The formula was derived in 10 steps, which are explained here.
The Hann FIR low-pass filter is a non-recursive FIR filter: each tap depends only on the previous taps, not on its own past output. For this reason, it can be implemented within an AFL function using Ref() — there is no need for an indexed loop. Reduces high-frequency noise prior to IIR filtering.
The RMS (Root Mean Square) FUNCTION calculates the root mean square over Len bars. Used to normalise Real and Imag so that they have unit amplitude regardless of volatility. This is also non-recursive and has been implemented using Ref().
First step, pre-smoothing with a Hann filter (Length=12) attenuates noise prior to high-pass filtering. The ‘+ 0’ forces AFL to treat the result as a local array rather than as a reference to the function.
Second step, a 2-pole high-pass filter on HannPrice (Period=UpperBound) removes the trend components (low frequencies). It only passes cycles with a period <= UpperBound.
AFL NOTE: IIR (recursive) filters CANNOT be implemented within an AFL function because their output depends on previous values of the same output (HP[i-1], // HP[i-2]).

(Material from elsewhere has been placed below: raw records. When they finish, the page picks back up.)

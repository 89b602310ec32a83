use std::num::NonZeroU32;
use std::time::Duration;

use axum::{
    extract::{Request, State},
    http::StatusCode,
    middleware::Next,
    response::Response,
};
use governor::{DefaultDirectRateLimiter, Quota, RateLimiter};
use nonzero_ext::nonzero;

use crate::AppState;

/// Global (not per-client) request rate limiter.
pub struct AppRateLimiter {
    limiter: DefaultDirectRateLimiter,
    requests_per_second: f32,
    burst_size: u32,
}

impl std::fmt::Debug for AppRateLimiter {
    fn fmt(&self, f: &mut std::fmt::Formatter<'_>) -> std::fmt::Result {
        f.debug_struct("AppRateLimiter")
            .field("requests_per_second", &self.requests_per_second)
            .field("burst_size", &self.burst_size)
            .finish()
    }
}

impl AppRateLimiter {
    /// Build a limiter replenishing `requests_per_second` cells with a bucket
    /// of `burst_size`. Non-positive rates fall back to one per second and a
    /// zero burst to one.
    #[must_use]
    pub fn new(requests_per_second: f32, burst_size: u32) -> Self {
        let period = if requests_per_second.is_finite() && requests_per_second > 0.0 {
            Duration::from_secs_f64(1.0 / f64::from(requests_per_second))
        } else {
            Duration::from_secs(1)
        };
        let burst = NonZeroU32::new(burst_size).unwrap_or(nonzero!(1u32));
        let quota = Quota::with_period(period)
            .unwrap_or_else(|| Quota::per_second(nonzero!(1u32)))
            .allow_burst(burst);

        Self {
            limiter: RateLimiter::direct(quota),
            requests_per_second,
            burst_size: burst.get(),
        }
    }

    /// Take one cell. Returns `false` when the bucket is empty.
    pub fn check(&self) -> bool {
        self.limiter.check().is_ok()
    }
}

/// Middleware to enforce rate limits
pub async fn rate_limit_middleware(
    State(state): State<AppState>,
    req: Request,
    next: Next,
) -> Result<Response, StatusCode> {
    if state.config.resilience.rate_limit_enabled && !state.rate_limiter.check() {
        tracing::warn!(
            name: "http.rate_limited",
            path = %req.uri().path(),
            "Rate limit exceeded"
        );
        return Err(StatusCode::TOO_MANY_REQUESTS);
    }
    Ok(next.run(req).await)
}

#[cfg(test)]
mod tests {
    use super::*;

    #[test]
    fn test_burst_then_refill() {
        let limiter = AppRateLimiter::new(20.0, 3);

        assert!(limiter.check());
        assert!(limiter.check());
        assert!(limiter.check());
        assert!(!limiter.check());

        // One cell every 50ms.
        std::thread::sleep(Duration::from_millis(120));
        assert!(limiter.check());
    }

    #[test]
    fn test_degenerate_settings() {
        let limiter = AppRateLimiter::new(0.0, 0);
        assert_eq!(limiter.burst_size, 1);
        assert!(limiter.check());
        assert!(!limiter.check());
    }
}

AFL functions do not maintain state between bars. For this reason, all IIR filters are implemented using for loops in the main body, with arrays initialised to Close*0.

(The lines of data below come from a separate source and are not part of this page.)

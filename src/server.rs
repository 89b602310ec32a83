use std::convert::Infallible;
use std::sync::{Arc, Mutex, PoisonError};
use std::time::Duration;

use axum::{
    Json, Router,
    body::Body,
    extract::{DefaultBodyLimit, Path, Request, State},
    http::{HeaderValue, StatusCode, header},
    middleware::Next,
    response::{IntoResponse, Response},
    routing::{get, post},
};
use axum_extra::extract::CookieJar;
use futures::StreamExt;
use serde::{Deserialize, Serialize};
use tower_http::cors::CorsLayer;
use tower_http::trace::TraceLayer;
use tracing::info;
use uuid::Uuid;

use crate::AppState;
use crate::agent::{self, AgentRequest, ChatMessage, HttpAgentClient, SubAgentSpec};
use crate::config::AppConfig;
use crate::error::{GatewayError, Result};
use crate::game::{self, Answer, Assessment, TraderCode, Verdict, VerdictReport};
use crate::security::rate_limit_middleware;
use crate::session::{SessionSnapshot, cookies};
use crate::stream::openai::{self, Completion, CompletionMeta};
use crate::stream::{
    MessageRole, ReplyTranscript, SSE_DONE, UI_MESSAGE_STREAM_HEADER, UI_MESSAGE_STREAM_VERSION,
    UiMessage, UiMessageChunk, UiPart, encode_sse, ui_chunk_stream,
};

const BODY_LIMIT_BYTES: usize = 1024 * 1024;
/// Model name reported when neither the caller nor the config names one.
/// Callers may also send it to mean "the configured default".
pub const DEFAULT_MODEL_ALIAS: &str = "mirror-debate";
const PRUNE_INTERVAL: Duration = Duration::from_secs(5 * 60);

/// Start the Axum server with the provided configuration.
pub async fn start_server(config: Arc<AppConfig>) -> anyhow::Result<()> {
    let settings = config.agent.settings();
    info!(
        name: "agent.config.loaded",
        base_url = %settings.base_url,
        toolkits = ?settings.default_toolkits,
        "Agent service configuration loaded"
    );

    let agent = Arc::new(HttpAgentClient::new(settings));
    let state = AppState::new(Arc::clone(&config), agent);

    spawn_session_pruner(&state, Duration::from_secs(config.server.session_idle_secs));

    let app = build_router(state);

    let addr = format!("{}:{}", config.server.host, config.server.port);
    let listener = tokio::net::TcpListener::bind(&addr).await?;

    info!(
        name: "server.started",
        address = %addr,
        "Server started"
    );

    axum::serve(listener, app.into_make_service())
        .with_graceful_shutdown(shutdown_signal())
        .await?;
    info!(name: "server.stopped", "Server stopped");
    Ok(())
}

NOTE on coefficients: the original Ehlers formula uses c1 = (1 + c2 - c3) / 4, but in AFL, with c3 negative, this results in hc1 > 1, making the filter unstable (it diverges). The correct formula for stability is: hc1 = (1 - hc2/2 + hc3) / 4
STEP 3 — 2-pole SuperSmoother on HP (Period=LowerBound) IIR low-pass filter that eliminates cycles with period < LowerBound. Combined with HighPass, it creates a bandpass filter: it only passes cycles between LowerBound and UpperBound.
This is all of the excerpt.